-------- RECORDS FOR THIS EXERCISE --------

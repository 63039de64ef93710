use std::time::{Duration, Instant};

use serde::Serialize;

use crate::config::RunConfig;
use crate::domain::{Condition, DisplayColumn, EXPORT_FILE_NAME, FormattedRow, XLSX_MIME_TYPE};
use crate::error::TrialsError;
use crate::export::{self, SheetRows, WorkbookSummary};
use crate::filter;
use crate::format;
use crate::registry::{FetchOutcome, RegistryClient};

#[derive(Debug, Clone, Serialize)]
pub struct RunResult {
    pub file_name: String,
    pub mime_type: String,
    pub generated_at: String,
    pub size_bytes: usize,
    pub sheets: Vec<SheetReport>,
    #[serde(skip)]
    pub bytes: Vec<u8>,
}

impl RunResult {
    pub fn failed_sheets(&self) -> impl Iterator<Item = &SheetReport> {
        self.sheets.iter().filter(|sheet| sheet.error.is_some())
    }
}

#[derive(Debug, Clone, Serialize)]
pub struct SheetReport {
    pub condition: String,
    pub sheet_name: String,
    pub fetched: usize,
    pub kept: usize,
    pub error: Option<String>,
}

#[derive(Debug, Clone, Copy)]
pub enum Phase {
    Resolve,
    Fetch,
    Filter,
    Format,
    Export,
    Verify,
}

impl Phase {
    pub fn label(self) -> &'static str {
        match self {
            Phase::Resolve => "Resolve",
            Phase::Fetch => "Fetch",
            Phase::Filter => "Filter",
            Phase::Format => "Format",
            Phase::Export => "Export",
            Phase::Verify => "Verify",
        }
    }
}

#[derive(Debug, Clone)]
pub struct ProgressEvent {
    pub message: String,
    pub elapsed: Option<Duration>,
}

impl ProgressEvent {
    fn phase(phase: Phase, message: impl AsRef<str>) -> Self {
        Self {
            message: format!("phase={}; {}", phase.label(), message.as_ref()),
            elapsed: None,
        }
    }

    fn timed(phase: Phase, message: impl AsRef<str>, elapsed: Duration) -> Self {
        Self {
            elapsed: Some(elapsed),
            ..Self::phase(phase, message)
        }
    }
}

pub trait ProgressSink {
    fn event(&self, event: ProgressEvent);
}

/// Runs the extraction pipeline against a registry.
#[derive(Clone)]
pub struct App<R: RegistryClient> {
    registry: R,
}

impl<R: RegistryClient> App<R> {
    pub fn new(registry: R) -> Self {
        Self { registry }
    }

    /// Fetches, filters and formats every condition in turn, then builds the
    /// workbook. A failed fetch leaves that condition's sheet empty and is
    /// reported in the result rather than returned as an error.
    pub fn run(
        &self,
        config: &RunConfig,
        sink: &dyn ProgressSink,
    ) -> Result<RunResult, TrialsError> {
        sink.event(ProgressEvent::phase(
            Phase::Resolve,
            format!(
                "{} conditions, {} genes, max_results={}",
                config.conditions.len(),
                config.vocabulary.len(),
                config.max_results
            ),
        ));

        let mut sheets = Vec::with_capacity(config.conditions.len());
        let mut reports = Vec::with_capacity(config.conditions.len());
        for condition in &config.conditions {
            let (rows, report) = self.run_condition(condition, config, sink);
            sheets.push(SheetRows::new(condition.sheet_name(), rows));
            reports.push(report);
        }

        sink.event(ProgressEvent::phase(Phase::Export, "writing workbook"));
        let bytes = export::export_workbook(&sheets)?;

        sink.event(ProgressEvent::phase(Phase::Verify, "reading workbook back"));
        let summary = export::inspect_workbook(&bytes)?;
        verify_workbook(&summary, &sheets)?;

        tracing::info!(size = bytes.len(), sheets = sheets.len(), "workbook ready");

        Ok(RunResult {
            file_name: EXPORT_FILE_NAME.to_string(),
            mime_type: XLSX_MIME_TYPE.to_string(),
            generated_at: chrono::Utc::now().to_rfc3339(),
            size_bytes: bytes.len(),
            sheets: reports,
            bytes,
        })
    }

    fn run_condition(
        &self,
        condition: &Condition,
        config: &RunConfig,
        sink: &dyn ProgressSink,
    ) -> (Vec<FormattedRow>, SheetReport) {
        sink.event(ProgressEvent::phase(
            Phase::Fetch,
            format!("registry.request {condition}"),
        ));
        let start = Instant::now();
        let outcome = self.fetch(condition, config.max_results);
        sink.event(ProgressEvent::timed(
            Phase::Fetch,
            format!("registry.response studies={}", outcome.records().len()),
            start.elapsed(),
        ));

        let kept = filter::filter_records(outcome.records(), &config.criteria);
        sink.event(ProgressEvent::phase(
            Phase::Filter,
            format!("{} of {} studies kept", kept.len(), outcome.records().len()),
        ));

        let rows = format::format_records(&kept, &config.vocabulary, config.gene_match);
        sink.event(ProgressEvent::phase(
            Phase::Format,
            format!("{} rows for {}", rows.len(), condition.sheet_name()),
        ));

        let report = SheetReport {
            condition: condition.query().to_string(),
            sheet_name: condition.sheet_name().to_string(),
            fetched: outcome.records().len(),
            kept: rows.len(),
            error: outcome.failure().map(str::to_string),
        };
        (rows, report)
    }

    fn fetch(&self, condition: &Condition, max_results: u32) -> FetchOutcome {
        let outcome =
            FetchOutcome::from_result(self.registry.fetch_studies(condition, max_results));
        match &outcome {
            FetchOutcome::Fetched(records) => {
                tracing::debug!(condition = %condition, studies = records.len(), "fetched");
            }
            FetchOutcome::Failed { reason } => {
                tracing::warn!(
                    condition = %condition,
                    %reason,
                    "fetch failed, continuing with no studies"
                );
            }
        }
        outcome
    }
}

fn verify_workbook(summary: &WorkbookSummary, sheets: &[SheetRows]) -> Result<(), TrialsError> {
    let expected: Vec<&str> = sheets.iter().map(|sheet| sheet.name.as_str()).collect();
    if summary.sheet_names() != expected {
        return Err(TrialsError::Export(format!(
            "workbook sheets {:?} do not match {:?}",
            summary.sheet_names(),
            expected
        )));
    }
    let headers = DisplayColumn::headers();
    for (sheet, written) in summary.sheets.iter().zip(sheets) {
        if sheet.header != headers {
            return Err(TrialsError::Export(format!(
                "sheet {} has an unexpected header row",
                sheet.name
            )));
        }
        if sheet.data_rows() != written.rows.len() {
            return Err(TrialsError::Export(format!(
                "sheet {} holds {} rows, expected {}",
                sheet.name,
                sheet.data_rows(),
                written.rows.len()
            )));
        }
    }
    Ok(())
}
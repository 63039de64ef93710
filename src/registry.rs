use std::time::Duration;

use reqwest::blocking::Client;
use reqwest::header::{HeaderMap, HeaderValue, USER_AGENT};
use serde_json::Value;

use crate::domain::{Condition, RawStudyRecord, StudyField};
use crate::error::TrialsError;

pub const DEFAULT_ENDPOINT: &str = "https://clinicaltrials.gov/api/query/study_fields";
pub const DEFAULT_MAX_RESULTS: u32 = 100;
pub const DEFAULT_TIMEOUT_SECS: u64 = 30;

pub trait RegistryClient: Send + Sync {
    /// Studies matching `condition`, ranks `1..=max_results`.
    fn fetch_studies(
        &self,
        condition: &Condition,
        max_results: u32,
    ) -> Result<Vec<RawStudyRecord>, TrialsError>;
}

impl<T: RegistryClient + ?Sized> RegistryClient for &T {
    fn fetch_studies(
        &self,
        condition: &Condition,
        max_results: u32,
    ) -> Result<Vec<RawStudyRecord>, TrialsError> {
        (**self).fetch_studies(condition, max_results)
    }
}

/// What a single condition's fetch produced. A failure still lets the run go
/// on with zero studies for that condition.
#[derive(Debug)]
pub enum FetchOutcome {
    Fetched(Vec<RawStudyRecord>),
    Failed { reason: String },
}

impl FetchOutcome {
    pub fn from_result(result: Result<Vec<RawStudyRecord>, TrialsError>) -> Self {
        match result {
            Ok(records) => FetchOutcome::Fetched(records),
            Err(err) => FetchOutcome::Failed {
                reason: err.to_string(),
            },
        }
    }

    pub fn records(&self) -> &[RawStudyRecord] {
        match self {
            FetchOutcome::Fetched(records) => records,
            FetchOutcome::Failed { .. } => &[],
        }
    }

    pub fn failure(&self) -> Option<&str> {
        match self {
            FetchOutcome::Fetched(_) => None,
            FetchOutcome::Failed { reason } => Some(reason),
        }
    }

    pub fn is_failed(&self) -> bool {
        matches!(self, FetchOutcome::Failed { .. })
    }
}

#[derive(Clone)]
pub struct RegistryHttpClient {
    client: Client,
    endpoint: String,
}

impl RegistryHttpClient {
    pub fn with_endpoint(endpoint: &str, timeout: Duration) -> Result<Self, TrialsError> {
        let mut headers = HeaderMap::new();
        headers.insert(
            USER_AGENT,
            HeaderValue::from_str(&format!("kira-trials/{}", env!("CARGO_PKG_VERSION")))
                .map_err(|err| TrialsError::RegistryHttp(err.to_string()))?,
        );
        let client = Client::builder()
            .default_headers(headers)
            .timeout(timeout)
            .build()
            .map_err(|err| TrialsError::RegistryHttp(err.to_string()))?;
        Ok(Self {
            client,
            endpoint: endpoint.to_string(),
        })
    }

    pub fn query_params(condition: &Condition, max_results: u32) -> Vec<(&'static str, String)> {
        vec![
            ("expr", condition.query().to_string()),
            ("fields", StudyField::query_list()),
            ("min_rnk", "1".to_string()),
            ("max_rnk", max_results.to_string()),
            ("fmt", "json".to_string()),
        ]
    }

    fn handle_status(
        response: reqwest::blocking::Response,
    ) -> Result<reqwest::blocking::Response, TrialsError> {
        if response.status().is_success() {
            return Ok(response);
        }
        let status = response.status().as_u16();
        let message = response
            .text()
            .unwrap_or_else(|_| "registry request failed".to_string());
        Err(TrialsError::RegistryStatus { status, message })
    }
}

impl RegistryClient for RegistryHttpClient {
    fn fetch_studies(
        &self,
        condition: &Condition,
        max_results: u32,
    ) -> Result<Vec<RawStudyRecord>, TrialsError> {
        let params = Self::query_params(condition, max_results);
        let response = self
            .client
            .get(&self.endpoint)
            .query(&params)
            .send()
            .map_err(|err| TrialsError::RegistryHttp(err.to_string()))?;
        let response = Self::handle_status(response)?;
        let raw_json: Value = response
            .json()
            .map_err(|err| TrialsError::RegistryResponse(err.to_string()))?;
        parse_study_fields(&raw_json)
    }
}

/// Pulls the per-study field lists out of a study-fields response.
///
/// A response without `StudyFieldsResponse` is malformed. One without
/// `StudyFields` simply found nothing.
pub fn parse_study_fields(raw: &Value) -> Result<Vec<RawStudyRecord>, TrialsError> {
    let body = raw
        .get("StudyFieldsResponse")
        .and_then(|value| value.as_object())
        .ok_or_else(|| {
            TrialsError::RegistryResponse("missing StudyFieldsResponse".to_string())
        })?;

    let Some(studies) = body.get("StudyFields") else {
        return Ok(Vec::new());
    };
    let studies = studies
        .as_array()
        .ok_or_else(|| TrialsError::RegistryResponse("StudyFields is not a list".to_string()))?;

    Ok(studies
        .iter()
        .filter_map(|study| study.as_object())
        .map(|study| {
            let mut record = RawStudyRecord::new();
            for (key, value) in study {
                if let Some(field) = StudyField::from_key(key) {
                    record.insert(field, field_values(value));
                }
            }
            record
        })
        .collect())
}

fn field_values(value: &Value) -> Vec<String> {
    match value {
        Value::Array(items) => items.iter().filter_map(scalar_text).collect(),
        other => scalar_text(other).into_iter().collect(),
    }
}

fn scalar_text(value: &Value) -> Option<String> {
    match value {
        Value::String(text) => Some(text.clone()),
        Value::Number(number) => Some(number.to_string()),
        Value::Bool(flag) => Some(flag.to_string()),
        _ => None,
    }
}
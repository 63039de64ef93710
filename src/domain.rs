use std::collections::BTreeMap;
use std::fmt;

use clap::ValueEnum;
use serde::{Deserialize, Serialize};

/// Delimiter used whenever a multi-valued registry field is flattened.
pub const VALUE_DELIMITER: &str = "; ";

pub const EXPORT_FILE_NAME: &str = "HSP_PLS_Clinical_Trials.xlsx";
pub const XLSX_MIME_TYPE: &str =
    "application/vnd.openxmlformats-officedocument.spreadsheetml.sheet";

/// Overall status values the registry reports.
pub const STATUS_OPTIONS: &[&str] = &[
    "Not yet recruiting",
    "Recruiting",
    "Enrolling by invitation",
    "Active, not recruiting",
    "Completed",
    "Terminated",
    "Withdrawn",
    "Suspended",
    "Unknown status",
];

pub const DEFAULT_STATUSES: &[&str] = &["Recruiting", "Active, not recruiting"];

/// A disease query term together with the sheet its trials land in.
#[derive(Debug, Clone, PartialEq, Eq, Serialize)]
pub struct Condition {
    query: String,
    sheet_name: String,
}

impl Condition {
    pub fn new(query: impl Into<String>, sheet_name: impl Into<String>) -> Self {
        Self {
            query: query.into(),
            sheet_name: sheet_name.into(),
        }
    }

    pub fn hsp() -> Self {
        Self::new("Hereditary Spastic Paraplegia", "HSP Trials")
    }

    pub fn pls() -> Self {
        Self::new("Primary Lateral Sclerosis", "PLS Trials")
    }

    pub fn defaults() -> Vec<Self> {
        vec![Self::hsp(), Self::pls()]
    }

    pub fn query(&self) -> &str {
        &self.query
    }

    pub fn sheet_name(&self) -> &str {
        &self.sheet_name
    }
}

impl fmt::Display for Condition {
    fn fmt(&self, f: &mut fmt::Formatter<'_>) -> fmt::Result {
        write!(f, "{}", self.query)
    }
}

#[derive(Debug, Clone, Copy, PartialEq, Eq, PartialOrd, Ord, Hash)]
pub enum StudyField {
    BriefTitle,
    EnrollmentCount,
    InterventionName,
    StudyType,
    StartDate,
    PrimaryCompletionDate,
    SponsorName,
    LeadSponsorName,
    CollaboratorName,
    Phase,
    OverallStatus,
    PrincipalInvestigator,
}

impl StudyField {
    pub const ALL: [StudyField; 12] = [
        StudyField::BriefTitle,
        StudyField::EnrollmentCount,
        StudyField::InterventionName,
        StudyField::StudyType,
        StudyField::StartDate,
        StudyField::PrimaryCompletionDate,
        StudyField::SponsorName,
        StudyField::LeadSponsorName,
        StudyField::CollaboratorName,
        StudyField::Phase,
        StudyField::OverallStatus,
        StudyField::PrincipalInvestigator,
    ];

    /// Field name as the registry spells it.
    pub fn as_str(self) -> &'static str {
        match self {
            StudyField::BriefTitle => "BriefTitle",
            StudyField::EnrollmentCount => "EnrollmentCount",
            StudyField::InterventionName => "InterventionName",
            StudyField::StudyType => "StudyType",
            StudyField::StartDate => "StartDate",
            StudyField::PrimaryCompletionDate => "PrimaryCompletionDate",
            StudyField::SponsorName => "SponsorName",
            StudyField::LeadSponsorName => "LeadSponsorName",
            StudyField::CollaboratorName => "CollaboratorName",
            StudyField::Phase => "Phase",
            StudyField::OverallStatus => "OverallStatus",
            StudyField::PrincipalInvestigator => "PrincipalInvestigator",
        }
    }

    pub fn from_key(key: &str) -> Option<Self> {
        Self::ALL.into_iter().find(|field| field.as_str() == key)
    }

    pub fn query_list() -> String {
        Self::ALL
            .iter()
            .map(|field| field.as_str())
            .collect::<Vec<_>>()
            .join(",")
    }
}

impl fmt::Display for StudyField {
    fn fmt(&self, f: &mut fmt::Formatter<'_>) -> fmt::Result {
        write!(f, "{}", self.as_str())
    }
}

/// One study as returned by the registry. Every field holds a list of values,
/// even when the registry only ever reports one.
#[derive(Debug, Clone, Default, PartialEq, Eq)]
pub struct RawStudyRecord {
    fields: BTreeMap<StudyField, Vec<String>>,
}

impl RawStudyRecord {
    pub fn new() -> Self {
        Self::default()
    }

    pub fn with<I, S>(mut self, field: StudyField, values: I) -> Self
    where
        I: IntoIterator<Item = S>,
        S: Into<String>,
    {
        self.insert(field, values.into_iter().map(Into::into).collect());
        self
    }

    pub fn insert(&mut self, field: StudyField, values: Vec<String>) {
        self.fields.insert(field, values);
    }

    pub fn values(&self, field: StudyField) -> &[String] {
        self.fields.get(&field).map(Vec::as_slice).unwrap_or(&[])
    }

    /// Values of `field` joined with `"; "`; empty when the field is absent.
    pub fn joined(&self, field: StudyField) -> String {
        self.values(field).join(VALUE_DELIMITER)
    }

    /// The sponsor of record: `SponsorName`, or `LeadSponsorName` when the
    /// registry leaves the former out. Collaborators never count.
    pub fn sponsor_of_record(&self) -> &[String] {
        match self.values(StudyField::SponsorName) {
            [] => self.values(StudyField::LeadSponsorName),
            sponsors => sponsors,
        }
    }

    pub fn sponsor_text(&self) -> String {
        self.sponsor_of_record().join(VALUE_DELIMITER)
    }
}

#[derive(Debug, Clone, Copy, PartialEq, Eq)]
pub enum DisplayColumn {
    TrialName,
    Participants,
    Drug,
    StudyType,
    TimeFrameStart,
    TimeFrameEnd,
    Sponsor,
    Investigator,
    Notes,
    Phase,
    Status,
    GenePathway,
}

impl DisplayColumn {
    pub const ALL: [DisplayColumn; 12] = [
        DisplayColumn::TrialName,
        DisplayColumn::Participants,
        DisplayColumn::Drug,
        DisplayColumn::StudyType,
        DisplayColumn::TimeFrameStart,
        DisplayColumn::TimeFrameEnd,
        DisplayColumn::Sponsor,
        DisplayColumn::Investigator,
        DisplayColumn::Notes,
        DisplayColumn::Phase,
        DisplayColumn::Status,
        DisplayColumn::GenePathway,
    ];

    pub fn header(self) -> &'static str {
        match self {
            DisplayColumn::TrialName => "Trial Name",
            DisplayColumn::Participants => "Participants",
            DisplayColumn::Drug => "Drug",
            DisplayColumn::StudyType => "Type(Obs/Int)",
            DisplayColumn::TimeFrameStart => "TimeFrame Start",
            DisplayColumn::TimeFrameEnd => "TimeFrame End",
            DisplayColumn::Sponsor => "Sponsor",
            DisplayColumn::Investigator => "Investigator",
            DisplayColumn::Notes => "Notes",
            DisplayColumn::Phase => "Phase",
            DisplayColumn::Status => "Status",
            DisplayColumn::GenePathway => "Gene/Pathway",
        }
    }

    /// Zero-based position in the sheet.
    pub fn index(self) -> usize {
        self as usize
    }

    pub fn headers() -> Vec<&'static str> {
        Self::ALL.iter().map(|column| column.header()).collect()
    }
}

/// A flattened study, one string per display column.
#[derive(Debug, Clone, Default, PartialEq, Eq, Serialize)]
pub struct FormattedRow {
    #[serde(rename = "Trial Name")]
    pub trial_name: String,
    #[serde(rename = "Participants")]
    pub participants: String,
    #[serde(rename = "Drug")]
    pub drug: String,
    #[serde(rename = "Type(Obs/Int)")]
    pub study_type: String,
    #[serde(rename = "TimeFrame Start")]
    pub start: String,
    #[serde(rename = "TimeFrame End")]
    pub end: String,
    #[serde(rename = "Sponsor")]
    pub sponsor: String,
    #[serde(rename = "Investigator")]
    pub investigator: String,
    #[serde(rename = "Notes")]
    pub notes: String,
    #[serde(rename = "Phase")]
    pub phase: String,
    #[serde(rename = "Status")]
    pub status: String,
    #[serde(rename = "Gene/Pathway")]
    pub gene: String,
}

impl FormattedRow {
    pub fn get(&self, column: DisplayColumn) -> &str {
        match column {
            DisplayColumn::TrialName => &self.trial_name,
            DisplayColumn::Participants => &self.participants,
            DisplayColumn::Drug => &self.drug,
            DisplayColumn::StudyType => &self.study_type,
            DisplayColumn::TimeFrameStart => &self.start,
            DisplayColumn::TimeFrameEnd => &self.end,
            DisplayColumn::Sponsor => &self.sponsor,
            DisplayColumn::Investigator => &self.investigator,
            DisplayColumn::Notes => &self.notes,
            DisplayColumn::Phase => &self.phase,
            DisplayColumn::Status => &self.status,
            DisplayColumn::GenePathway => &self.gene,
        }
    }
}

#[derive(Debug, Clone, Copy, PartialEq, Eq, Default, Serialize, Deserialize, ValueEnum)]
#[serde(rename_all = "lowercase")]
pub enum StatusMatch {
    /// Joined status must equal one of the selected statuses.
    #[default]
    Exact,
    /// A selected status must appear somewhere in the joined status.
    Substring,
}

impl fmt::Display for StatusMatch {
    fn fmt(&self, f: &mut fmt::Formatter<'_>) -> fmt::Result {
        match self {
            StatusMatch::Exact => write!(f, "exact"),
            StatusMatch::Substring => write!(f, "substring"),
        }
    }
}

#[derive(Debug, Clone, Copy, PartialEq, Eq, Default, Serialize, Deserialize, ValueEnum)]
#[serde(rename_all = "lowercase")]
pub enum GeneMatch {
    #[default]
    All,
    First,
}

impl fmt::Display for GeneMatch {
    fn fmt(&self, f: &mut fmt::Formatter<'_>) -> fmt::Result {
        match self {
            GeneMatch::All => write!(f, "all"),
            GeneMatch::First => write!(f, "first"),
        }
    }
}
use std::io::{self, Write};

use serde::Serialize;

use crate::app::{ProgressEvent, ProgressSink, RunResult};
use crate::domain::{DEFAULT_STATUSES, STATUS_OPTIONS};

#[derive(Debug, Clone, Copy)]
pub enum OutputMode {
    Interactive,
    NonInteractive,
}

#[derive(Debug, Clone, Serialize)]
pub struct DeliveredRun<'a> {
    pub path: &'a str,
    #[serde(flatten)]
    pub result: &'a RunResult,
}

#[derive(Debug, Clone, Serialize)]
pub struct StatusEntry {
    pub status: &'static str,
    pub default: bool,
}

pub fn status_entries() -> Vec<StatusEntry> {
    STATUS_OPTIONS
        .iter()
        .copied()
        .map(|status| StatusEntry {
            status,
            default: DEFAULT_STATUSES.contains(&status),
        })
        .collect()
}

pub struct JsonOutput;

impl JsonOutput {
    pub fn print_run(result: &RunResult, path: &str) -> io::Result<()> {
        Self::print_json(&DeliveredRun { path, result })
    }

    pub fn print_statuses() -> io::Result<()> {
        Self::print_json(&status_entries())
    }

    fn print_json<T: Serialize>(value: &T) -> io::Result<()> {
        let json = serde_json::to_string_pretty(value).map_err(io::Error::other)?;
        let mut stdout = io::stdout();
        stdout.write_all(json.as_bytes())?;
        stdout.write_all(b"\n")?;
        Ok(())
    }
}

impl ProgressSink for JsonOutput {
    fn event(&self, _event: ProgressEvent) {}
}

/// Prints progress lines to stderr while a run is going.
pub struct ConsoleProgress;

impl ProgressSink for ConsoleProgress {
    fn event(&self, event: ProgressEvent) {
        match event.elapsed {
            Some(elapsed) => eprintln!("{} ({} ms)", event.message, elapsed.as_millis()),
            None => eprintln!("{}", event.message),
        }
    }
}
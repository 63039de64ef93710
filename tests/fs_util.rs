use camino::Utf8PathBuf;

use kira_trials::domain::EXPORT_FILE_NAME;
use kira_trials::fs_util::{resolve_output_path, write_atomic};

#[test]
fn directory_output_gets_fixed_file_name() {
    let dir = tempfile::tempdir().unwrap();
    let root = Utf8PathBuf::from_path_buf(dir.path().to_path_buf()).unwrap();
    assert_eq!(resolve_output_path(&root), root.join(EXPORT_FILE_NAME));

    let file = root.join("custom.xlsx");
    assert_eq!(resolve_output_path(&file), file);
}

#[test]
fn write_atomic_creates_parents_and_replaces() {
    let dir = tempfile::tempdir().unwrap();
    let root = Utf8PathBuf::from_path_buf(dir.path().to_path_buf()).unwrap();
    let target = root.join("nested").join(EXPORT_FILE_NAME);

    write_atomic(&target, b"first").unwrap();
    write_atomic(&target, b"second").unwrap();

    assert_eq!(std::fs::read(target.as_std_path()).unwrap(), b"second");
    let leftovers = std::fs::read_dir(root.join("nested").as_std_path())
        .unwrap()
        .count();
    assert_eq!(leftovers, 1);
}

--------

REQUIREMENT => Lines above with "StatusEntry" in them are the ones to copy.

EXERCISE RESULT =>
pub struct StatusEntry {
pub fn status_entries() -> Vec<StatusEntry> {
        .map(|status| StatusEntry {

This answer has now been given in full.